=== Section Start ===

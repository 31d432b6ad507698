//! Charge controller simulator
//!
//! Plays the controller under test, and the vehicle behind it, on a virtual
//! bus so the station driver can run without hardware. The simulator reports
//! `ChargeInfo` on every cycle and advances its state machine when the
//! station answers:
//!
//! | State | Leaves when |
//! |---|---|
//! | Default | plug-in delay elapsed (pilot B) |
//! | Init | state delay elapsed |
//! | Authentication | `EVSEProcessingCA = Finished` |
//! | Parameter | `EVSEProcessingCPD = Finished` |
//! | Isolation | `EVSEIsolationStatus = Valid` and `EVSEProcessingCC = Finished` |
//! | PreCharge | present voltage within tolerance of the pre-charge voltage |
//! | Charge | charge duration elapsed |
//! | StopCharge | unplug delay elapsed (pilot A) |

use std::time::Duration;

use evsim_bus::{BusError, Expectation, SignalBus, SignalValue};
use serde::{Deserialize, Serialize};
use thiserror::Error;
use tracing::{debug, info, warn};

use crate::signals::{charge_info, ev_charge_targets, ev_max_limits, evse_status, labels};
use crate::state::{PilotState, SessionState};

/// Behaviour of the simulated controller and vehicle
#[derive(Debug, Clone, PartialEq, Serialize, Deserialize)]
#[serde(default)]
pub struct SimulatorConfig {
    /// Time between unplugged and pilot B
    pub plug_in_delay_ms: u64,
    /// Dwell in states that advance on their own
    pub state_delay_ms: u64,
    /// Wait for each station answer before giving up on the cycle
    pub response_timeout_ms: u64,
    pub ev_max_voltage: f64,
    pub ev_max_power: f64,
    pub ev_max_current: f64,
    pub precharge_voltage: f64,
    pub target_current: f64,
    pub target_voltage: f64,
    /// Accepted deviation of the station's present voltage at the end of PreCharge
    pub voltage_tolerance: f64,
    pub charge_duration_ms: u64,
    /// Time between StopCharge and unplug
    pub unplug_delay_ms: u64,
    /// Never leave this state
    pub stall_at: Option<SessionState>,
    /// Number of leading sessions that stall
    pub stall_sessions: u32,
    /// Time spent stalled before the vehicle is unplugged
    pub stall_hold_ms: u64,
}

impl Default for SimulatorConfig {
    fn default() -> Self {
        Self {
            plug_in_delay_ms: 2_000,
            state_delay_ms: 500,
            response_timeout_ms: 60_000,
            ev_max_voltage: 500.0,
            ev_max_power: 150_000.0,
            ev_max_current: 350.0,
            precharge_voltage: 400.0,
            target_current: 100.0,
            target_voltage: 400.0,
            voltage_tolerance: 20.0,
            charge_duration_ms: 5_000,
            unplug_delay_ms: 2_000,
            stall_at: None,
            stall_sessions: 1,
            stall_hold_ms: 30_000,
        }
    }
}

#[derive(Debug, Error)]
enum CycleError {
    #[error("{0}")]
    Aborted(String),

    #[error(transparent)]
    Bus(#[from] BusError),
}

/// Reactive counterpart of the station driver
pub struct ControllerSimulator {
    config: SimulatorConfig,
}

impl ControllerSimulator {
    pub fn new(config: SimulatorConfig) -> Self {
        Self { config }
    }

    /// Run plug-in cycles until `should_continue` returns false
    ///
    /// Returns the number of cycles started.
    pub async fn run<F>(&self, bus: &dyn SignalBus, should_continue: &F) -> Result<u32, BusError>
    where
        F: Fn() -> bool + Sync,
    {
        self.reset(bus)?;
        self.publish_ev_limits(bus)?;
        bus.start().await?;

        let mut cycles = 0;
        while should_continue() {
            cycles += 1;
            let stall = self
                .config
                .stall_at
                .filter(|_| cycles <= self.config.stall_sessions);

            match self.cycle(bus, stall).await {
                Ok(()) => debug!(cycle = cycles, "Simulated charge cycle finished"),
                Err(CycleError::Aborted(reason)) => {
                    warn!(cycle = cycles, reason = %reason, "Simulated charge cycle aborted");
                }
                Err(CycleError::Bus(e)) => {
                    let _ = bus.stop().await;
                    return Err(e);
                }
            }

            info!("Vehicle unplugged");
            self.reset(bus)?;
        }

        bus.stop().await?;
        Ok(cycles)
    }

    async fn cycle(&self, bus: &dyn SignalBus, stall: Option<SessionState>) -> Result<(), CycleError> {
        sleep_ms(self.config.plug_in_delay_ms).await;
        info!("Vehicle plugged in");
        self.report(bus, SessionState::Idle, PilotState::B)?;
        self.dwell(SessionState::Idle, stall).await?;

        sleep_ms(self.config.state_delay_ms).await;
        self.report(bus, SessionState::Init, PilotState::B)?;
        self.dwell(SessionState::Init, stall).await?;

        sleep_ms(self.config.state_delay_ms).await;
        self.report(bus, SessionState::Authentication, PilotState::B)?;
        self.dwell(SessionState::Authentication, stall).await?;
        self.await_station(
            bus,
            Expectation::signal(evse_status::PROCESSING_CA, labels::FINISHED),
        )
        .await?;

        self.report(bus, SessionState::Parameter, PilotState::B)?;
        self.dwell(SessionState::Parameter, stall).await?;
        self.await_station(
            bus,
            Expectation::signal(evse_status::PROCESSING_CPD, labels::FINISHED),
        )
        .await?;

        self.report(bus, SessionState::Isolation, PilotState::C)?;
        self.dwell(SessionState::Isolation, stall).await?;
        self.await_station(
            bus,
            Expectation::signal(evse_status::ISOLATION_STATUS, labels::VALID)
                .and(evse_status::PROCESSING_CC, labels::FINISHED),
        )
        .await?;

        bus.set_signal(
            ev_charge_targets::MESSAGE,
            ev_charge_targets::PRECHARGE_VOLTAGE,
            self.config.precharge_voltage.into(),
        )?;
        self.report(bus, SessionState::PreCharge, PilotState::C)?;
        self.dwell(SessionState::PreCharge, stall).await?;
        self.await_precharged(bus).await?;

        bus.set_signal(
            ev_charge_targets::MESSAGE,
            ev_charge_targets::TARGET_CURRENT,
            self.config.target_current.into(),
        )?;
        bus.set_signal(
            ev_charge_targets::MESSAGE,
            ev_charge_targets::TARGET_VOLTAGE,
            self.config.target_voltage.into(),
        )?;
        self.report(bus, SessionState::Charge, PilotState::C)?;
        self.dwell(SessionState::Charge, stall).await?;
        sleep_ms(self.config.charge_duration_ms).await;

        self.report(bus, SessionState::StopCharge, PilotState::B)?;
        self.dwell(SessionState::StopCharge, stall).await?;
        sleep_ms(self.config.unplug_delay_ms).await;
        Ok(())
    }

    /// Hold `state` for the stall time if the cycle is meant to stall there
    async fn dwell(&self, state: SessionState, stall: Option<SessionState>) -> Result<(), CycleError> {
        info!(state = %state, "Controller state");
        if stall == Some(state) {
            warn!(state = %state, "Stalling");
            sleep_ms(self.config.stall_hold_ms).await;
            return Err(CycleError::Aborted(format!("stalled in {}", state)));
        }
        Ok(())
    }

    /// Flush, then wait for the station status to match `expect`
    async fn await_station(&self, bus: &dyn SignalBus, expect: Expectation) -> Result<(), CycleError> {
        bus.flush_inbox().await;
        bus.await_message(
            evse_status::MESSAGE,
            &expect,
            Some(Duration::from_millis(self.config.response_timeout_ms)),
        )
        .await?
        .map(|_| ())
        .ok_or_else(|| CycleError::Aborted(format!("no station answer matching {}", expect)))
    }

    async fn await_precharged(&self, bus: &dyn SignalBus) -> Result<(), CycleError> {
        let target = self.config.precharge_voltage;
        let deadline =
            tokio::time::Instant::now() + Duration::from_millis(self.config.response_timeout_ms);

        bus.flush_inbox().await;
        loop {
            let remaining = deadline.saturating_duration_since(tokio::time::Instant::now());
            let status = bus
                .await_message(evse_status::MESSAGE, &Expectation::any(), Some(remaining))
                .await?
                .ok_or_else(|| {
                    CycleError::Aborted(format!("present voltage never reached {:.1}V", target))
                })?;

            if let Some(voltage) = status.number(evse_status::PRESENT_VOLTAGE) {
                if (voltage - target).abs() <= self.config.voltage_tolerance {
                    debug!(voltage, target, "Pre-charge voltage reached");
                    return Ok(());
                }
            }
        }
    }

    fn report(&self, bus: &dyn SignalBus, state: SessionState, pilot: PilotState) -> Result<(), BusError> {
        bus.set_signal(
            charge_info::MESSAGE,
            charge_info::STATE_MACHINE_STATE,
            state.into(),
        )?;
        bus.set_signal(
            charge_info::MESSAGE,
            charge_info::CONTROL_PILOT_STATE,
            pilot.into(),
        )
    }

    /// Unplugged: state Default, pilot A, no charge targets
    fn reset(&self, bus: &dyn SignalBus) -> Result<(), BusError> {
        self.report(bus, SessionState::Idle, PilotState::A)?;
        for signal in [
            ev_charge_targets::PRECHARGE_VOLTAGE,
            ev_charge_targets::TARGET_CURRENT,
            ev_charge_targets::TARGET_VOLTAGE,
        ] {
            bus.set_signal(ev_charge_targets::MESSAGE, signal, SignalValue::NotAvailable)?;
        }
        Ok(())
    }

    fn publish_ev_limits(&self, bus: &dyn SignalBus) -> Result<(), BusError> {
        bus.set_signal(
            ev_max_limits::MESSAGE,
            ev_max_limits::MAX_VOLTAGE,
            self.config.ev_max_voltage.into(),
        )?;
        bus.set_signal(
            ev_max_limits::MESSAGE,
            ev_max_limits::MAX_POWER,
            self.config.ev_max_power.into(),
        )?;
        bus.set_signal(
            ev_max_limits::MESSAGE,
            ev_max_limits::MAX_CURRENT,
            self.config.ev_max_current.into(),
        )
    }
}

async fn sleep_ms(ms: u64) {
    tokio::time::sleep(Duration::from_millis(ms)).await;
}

=== Section End ===

Exercise directions
Line by line, check the listing above for the string "SignalBus" and say how many lines have it, giving the number alone.

Written solution
8